1, Problem description
As a multi-threaded entry problem, ticket selling must be familiar to everyone. For a new multi-threaded Xiaobai, there will inevitably be various problems when writing code. And I found that the ticket sales results were 0 and negative, Don't say much, as evidenced by the screenshot:
The above five threads are newly created, but four results are wrong. If I write this way, no matter how many new threads are created, there will eventually be n-1 result errors. If you have the same problem as me, please keep looking.
2, Error code
First of all, what is my wrong way of writing?
Upper Code:
package com.example.demo.threadTest;
/**
* @ClassName: Test7
* @Author: wnn
* @Description: Three ticket windows sell 20 tickets at the same time
* @Date: 2021/10/14 14:11
*/
public class Test7 {
public static void main(String[] args) {
SellTickets sellTickets = new SellTickets();
//Create three threads
for (int i = 1; i <= 3; i++) {
Thread thread = new Thread(sellTickets, "thread " + i);
thread.start();
}
}
}
//Ticket sales
class SellTickets1 implements Runnable {
static int tickets = 20;
static Object object = new Object();
@Override
public void run() {
while (tickets > 0) {
synchronized (object) {
System.out.println(System.currentTimeMillis() + "-----" + Thread.currentThread().getName() + "Selling the third" + tickets + "Ticket");
tickets--;
try {
Thread.sleep(1000);
} catch (Exception ex) {
ex.printStackTrace();
}
}
}
}
}
The output results are as follows:
It can be seen that there are two recording errors.
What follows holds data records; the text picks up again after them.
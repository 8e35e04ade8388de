//! Host-native records produced by the marshaller.
//!
//! Records serialise with camel-cased field names so the embedding
//! application can hand them straight to the script editor.

use serde::Serialize;

use crate::handle::CodeActionHandle;

/// Half-open range of text offsets.
#[derive(Debug, Clone, Copy, PartialEq, Eq, Serialize)]
pub struct TextSpan {
    /// First offset covered.
    pub start: u32,
    /// Number of offsets covered.
    pub length: u32,
}

impl TextSpan {
    /// Builds a span.
    #[must_use]
    pub const fn new(start: u32, length: u32) -> Self {
        Self { start, length }
    }

    /// First offset past the span.
    #[must_use]
    pub const fn end(self) -> u32 {
        self.start.saturating_add(self.length)
    }
}

/// Severity class of a diagnostic.
#[derive(Debug, Clone, Copy, PartialEq, Eq, Serialize)]
#[serde(rename_all = "lowercase")]
pub enum DiagnosticCategory {
    /// Likely problem that does not block emit.
    Warning,
    /// Compilation error.
    Error,
    /// Stylistic or refactoring hint.
    Suggestion,
    /// Informational message.
    Message,
}

impl DiagnosticCategory {
    /// Maps the engine's numeric category; unknown values count as errors.
    #[must_use]
    pub const fn from_engine(value: u8) -> Self {
        match value {
            0 => Self::Warning,
            2 => Self::Suggestion,
            3 => Self::Message,
            _ => Self::Error,
        }
    }
}

/// Where a diagnostic applies, resolved by the engine.
#[derive(Debug, Clone, PartialEq, Eq, Serialize)]
#[serde(rename_all = "camelCase")]
pub struct DiagnosticLocation {
    /// File the diagnostic belongs to.
    pub file_name: String,
    /// Zero-based start line.
    pub line: u32,
    /// Zero-based start column.
    pub column: u32,
    /// Zero-based end line.
    pub end_line: u32,
    /// Zero-based end column.
    pub end_column: u32,
    /// Start offset.
    pub offset: u32,
    /// Length in offsets.
    pub length: u32,
}

/// Compiler diagnostic.
#[derive(Debug, Clone, PartialEq, Eq, Serialize)]
#[serde(rename_all = "camelCase")]
pub struct Diagnostic {
    /// Engine diagnostic code.
    pub code: i64,
    /// Severity class.
    pub category: DiagnosticCategory,
    /// Message with nested chains joined by newlines.
    pub message: String,
    /// Position, present only when the engine reported a start offset.
    pub location: Option<DiagnosticLocation>,
}

/// Boolean markers the engine attaches to a completion entry.
#[derive(Debug, Clone, Copy, Default, PartialEq, Eq, Serialize)]
#[serde(rename_all = "camelCase")]
#[expect(
    clippy::struct_excessive_bools,
    reason = "each flag is an independent engine marker"
)]
pub struct CompletionEntryFlags {
    /// Accepting the entry runs extra edits, such as adding an import.
    pub has_action: bool,
    /// The engine recommends this entry.
    pub is_recommended: bool,
    /// The entry comes from a file that is not type-checked.
    pub is_from_unchecked_file: bool,
    /// `insert_text` is a snippet.
    pub is_snippet: bool,
    /// The entry imports from a package manifest dependency.
    pub is_package_json_import: bool,
}

/// One completion suggestion.
#[derive(Debug, Clone, PartialEq, Eq, Serialize)]
#[serde(rename_all = "camelCase")]
pub struct CompletionEntry {
    /// Suggested identifier.
    pub name: String,
    /// Engine element kind, e.g. `function`.
    pub kind: String,
    /// Comma-separated engine modifiers.
    pub kind_modifiers: String,
    /// Engine markers.
    pub flags: CompletionEntryFlags,
    /// Text to insert. `None` means insert `name` verbatim.
    pub insert_text: Option<String>,
    /// Text replaced on insertion.
    pub replacement_span: Option<TextSpan>,
    /// Sort rank, lower first.
    pub rank: u32,
    /// Module the entry would be imported from.
    pub source: Option<String>,
}

/// Completion suggestions at one position.
#[derive(Debug, Clone, PartialEq, Eq, Serialize)]
#[serde(rename_all = "camelCase")]
pub struct CompletionList {
    /// Completing a member after `.`.
    pub is_member_completion: bool,
    /// The user may be typing a new identifier.
    pub is_new_identifier_location: bool,
    /// More entries exist than were returned.
    pub is_incomplete: bool,
    /// Entries in engine order.
    pub entries: Vec<CompletionEntry>,
}

/// One replacement inside a file.
#[derive(Debug, Clone, PartialEq, Eq, Serialize)]
#[serde(rename_all = "camelCase")]
pub struct TextChange {
    /// Start offset.
    pub offset: u32,
    /// Number of offsets replaced.
    pub length: u32,
    /// Replacement text.
    pub replacement: String,
}

/// Ordered replacements for one file.
#[derive(Debug, Clone, PartialEq, Eq, Serialize)]
#[serde(rename_all = "camelCase")]
pub struct FileTextChanges {
    /// File being edited.
    pub file_name: String,
    /// Replacements in engine order.
    pub text_changes: Vec<TextChange>,
}

/// Edit the engine offers, applicable later through its handle.
#[derive(Debug, Clone, Serialize)]
#[serde(rename_all = "camelCase")]
pub struct CodeAction {
    /// Human-readable description.
    pub description: String,
    /// Edits grouped per file.
    pub changes: Vec<FileTextChanges>,
    /// Opaque re-application handle.
    #[serde(skip)]
    pub handle: CodeActionHandle,
}

/// JSDoc-style tag split into label and value.
#[derive(Debug, Clone, PartialEq, Eq, Serialize)]
pub struct DocTag {
    /// Tag name without `@`.
    pub name: String,
    /// Leading text run.
    pub label: String,
    /// Remainder starting at the first structured token.
    pub value: String,
}

/// Extended information about one completion entry.
#[derive(Debug, Clone, Serialize)]
#[serde(rename_all = "camelCase")]
pub struct CompletionEntryDetails {
    /// Entry name.
    pub name: String,
    /// Engine element kind.
    pub kind: String,
    /// Engine modifiers.
    pub kind_modifiers: String,
    /// Signature text.
    pub display: String,
    /// Documentation text.
    pub documentation: String,
    /// Documentation tags.
    pub tags: Vec<DocTag>,
    /// Edits applied when the entry is accepted.
    pub code_actions: Vec<CodeAction>,
}

/// Outline node.
#[derive(Debug, Clone, PartialEq, Eq, Serialize)]
#[serde(rename_all = "camelCase")]
pub struct NavigationTree {
    /// Display text.
    pub text: String,
    /// Engine element kind.
    pub kind: String,
    /// Engine modifiers.
    pub kind_modifiers: String,
    /// Name span, else the first declaration span.
    pub span: Option<TextSpan>,
    /// Child nodes in engine order.
    pub children: Vec<NavigationTree>,
}

/// Quick information about the symbol at a position.
#[derive(Debug, Clone, PartialEq, Eq, Serialize)]
#[serde(rename_all = "camelCase")]
pub struct Overview {
    /// Engine element kind.
    pub kind: String,
    /// Engine modifiers.
    pub kind_modifiers: String,
    /// Signature text.
    pub display: String,
    /// Documentation text.
    pub documentation: String,
    /// Documentation tags.
    pub tags: Vec<DocTag>,
}

/// Emitted JavaScript for one source file.
#[derive(Debug, Clone, PartialEq, Eq, Serialize)]
#[serde(rename_all = "camelCase")]
pub struct CompileOutput {
    /// Source file name.
    pub source_file: String,
    /// Output name, always the source name plus `.js`.
    pub js_file: String,
    /// Output text.
    pub js: String,
    /// Source map name, always the source name plus `.js.map`.
    pub map_file: String,
    /// Source map text, when the engine produced one.
    pub map: Option<String>,
}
So what is the reason for my mistake? In the ticket sales category, I also made a digital judgment. tickets need to be greater than 0, so after the last ticket is sold, the while loop should not be executed. Then the result was not what I expected.
3, Reason answer
After my hard thinking and repeated demonstration, I finally have my own understanding of multithreading.
The three threads created will execute the code together, that is, the while judgment in the run() method. When it is found that it is greater than 0, it will enter the loop body. However, due to the lock of the synchronized synchronization code block, it means that only one thread can sell tickets at the same time.
But here's the point. Although the thread entering the loop body may not occupy the CPU and enter the synchronous code block, it has entered the loop body. As long as it occupies the lock, it can execute the operation of ticket -.
Therefore, after a thread sells the last ticket and releases the lock resources, the threads that have entered the loop body before will compete for the cpu again and continue to sell tickets until all threads entering the loop body have entered the synchronous code block and sold tickets.
If you still don't understand the above expression, you can look at the adapted code (only the ticket selling class is released):
//Ticket sales
class SellTickets implements Runnable {
static int tickets = 20;
static Object object = new Object();
@Override
public void run() {
while (tickets > 0) {
System.out.println(System.currentTimeMillis() + "-----" +Thread.currentThread().getName()); //Used to determine the threads entering at the same time
synchronized (object) {
if (tickets ==0) {
System.exit(0);//Exit program
}
System.out.println(System.currentTimeMillis() + "-----" + Thread.currentThread().getName() + "Selling the third" + tickets + "Ticket");
tickets--;
try {
Thread.sleep(1000);
} catch (Exception ex) {
ex.printStackTrace();
}
}
}
}
}The execution results of the above code can be tried by yourself.
Let me explain the results below. As can be seen from the results in the figure below, two threads did enter the loop body at time 28, but since thread 1 obtained the lock, it entered the synchronization code block to sell tickets. However, thread 2 will continue to compete for cpu in the loop body.
Then, after adding the if judgment, even if the thread enters the synchronization code block, the exit operation will be enforced because the ticket has been sold out, and the result will not continue to decrease.
4, Write at the end
I don't know if you understand my expression. Welcome to communicate.